What is needed: Print the full listing once more, exactly as given.

[Task input — start]

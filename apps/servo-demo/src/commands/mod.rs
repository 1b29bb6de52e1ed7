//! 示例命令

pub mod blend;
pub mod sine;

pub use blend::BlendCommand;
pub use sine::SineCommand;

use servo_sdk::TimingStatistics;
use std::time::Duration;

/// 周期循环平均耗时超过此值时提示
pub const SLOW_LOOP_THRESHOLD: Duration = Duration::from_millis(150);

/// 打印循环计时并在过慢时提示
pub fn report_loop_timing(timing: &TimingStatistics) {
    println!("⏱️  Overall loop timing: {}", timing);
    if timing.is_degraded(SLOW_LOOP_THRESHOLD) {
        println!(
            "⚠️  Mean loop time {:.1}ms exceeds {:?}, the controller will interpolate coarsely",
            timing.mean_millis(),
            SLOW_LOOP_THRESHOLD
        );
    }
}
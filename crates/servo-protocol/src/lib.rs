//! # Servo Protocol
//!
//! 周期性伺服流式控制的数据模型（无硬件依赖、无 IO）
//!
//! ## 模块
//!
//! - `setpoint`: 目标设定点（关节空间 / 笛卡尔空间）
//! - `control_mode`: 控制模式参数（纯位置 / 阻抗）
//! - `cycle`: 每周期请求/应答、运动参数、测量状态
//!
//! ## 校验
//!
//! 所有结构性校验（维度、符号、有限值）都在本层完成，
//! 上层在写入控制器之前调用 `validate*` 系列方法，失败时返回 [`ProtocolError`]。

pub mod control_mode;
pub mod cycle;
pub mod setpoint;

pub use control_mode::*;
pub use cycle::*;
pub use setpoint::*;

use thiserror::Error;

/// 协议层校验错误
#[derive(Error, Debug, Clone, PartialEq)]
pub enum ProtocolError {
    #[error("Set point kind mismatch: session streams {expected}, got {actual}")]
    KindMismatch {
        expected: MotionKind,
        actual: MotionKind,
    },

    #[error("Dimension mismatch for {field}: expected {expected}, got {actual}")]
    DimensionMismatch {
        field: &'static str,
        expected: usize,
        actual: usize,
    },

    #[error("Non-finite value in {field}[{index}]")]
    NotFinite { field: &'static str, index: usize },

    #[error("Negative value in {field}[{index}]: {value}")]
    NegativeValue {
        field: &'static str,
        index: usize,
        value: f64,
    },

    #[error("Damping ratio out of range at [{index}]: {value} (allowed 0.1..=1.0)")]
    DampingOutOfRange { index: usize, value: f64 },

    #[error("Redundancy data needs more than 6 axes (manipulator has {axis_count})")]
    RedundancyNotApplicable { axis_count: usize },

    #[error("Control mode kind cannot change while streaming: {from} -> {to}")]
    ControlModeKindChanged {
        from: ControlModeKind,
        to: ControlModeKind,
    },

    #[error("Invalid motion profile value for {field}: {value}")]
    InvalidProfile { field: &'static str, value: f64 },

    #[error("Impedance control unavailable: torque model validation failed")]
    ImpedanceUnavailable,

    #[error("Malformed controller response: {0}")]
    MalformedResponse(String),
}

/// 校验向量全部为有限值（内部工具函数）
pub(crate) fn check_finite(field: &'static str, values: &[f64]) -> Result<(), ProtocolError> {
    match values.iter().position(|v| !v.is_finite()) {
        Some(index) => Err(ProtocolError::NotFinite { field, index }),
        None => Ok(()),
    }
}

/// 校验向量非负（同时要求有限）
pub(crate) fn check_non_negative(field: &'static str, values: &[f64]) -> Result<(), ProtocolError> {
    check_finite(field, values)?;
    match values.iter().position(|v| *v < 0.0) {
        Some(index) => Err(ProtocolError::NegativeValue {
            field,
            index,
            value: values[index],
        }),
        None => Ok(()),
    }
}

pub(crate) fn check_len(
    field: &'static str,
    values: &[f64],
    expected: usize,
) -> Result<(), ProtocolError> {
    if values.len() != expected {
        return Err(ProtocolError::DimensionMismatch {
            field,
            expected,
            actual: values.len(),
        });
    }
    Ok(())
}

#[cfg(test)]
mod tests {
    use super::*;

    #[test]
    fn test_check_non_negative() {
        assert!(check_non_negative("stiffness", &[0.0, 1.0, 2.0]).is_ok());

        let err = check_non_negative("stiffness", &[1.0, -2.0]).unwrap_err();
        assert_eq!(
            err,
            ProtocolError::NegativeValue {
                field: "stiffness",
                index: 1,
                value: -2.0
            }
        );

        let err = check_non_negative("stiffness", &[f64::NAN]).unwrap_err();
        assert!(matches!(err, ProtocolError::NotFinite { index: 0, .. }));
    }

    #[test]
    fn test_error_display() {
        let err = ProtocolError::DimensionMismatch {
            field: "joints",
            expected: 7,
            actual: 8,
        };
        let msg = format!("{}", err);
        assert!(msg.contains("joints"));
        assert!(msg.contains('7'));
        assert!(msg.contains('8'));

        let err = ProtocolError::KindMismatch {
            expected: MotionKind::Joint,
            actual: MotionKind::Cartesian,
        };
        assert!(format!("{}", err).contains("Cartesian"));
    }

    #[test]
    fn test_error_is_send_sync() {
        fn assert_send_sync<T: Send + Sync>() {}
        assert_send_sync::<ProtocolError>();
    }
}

[Task input — finish]

Result of this task:
filename apps/servo-demo/src/commands/mod.rs
repository 1b29bb6de52e1ed7
//! 示例命令

pub mod blend;
pub mod sine;

pub use blend::BlendCommand;
pub use sine::SineCommand;

use servo_sdk::TimingStatistics;
use std::time::Duration;

/// 周期循环平均耗时超过此值时提示
pub const SLOW_LOOP_THRESHOLD: Duration = Duration::from_millis(150);

/// 打印循环计时并在过慢时提示
pub fn report_loop_timing(timing: &TimingStatistics) {
    println!("⏱️  Overall loop timing: {}", timing);
    if timing.is_degraded(SLOW_LOOP_THRESHOLD) {
        println!(
            "⚠️  Mean loop time {:.1}ms exceeds {:?}, the controller will interpolate coarsely",
            timing.mean_millis(),
            SLOW_LOOP_THRESHOLD
        );
    }
}
filename crates/servo-protocol/src/lib.rs
//! # Servo Protocol
//!
//! 周期性伺服流式控制的数据模型（无硬件依赖、无 IO）
//!
//! ## 模块
//!
//! - `setpoint`: 目标设定点（关节空间 / 笛卡尔空间）
//! - `control_mode`: 控制模式参数（纯位置 / 阻抗）
//! - `cycle`: 每周期请求/应答、运动参数、测量状态
//!
//! ## 校验
//!
//! 所有结构性校验（维度、符号、有限值）都在本层完成，
//! 上层在写入控制器之前调用 `validate*` 系列方法，失败时返回 [`ProtocolError`]。

pub mod control_mode;
pub mod cycle;
pub mod setpoint;

pub use control_mode::*;
pub use cycle::*;
pub use setpoint::*;

use thiserror::Error;

/// 协议层校验错误
#[derive(Error, Debug, Clone, PartialEq)]
pub enum ProtocolError {
    #[error("Set point kind mismatch: session streams {expected}, got {actual}")]
    KindMismatch {
        expected: MotionKind,
        actual: MotionKind,
    },

    #[error("Dimension mismatch for {field}: expected {expected}, got {actual}")]
    DimensionMismatch {
        field: &'static str,
        expected: usize,
        actual: usize,
    },

    #[error("Non-finite value in {field}[{index}]")]
    NotFinite { field: &'static str, index: usize },

    #[error("Negative value in {field}[{index}]: {value}")]
    NegativeValue {
        field: &'static str,
        index: usize,
        value: f64,
    },

    #[error("Damping ratio out of range at [{index}]: {value} (allowed 0.1..=1.0)")]
    DampingOutOfRange { index: usize, value: f64 },

    #[error("Redundancy data needs more than 6 axes (manipulator has {axis_count})")]
    RedundancyNotApplicable { axis_count: usize },

    #[error("Control mode kind cannot change while streaming: {from} -> {to}")]
    ControlModeKindChanged {
        from: ControlModeKind,
        to: ControlModeKind,
    },

    #[error("Invalid motion profile value for {field}: {value}")]
    InvalidProfile { field: &'static str, value: f64 },

    #[error("Impedance control unavailable: torque model validation failed")]
    ImpedanceUnavailable,

    #[error("Malformed controller response: {0}")]
    MalformedResponse(String),
}

/// 校验向量全部为有限值（内部工具函数）
pub(crate) fn check_finite(field: &'static str, values: &[f64]) -> Result<(), ProtocolError> {
    match values.iter().position(|v| !v.is_finite()) {
        Some(index) => Err(ProtocolError::NotFinite { field, index }),
        None => Ok(()),
    }
}

/// 校验向量非负（同时要求有限）
pub(crate) fn check_non_negative(field: &'static str, values: &[f64]) -> Result<(), ProtocolError> {
    check_finite(field, values)?;
    match values.iter().position(|v| *v < 0.0) {
        Some(index) => Err(ProtocolError::NegativeValue {
            field,
            index,
            value: values[index],
        }),
        None => Ok(()),
    }
}

pub(crate) fn check_len(
    field: &'static str,
    values: &[f64],
    expected: usize,
) -> Result<(), ProtocolError> {
    if values.len() != expected {
        return Err(ProtocolError::DimensionMismatch {
            field,
            expected,
            actual: values.len(),
        });
    }
    Ok(())
}

#[cfg(test)]
mod tests {
    use super::*;

    #[test]
    fn test_check_non_negative() {
        assert!(check_non_negative("stiffness", &[0.0, 1.0, 2.0]).is_ok());

        let err = check_non_negative("stiffness", &[1.0, -2.0]).unwrap_err();
        assert_eq!(
            err,
            ProtocolError::NegativeValue {
                field: "stiffness",
                index: 1,
                value: -2.0
            }
        );

        let err = check_non_negative("stiffness", &[f64::NAN]).unwrap_err();
        assert!(matches!(err, ProtocolError::NotFinite { index: 0, .. }));
    }

    #[test]
    fn test_error_display() {
        let err = ProtocolError::DimensionMismatch {
            field: "joints",
            expected: 7,
            actual: 8,
        };
        let msg = format!("{}", err);
        assert!(msg.contains("joints"));
        assert!(msg.contains('7'));
        assert!(msg.contains('8'));

        let err = ProtocolError::KindMismatch {
            expected: MotionKind::Joint,
            actual: MotionKind::Cartesian,
        };
        assert!(format!("{}", err).contains("Cartesian"));
    }

    #[test]
    fn test_error_is_send_sync() {
        fn assert_send_sync<T: Send + Sync>() {}
        assert_send_sync::<ProtocolError>();
    }
}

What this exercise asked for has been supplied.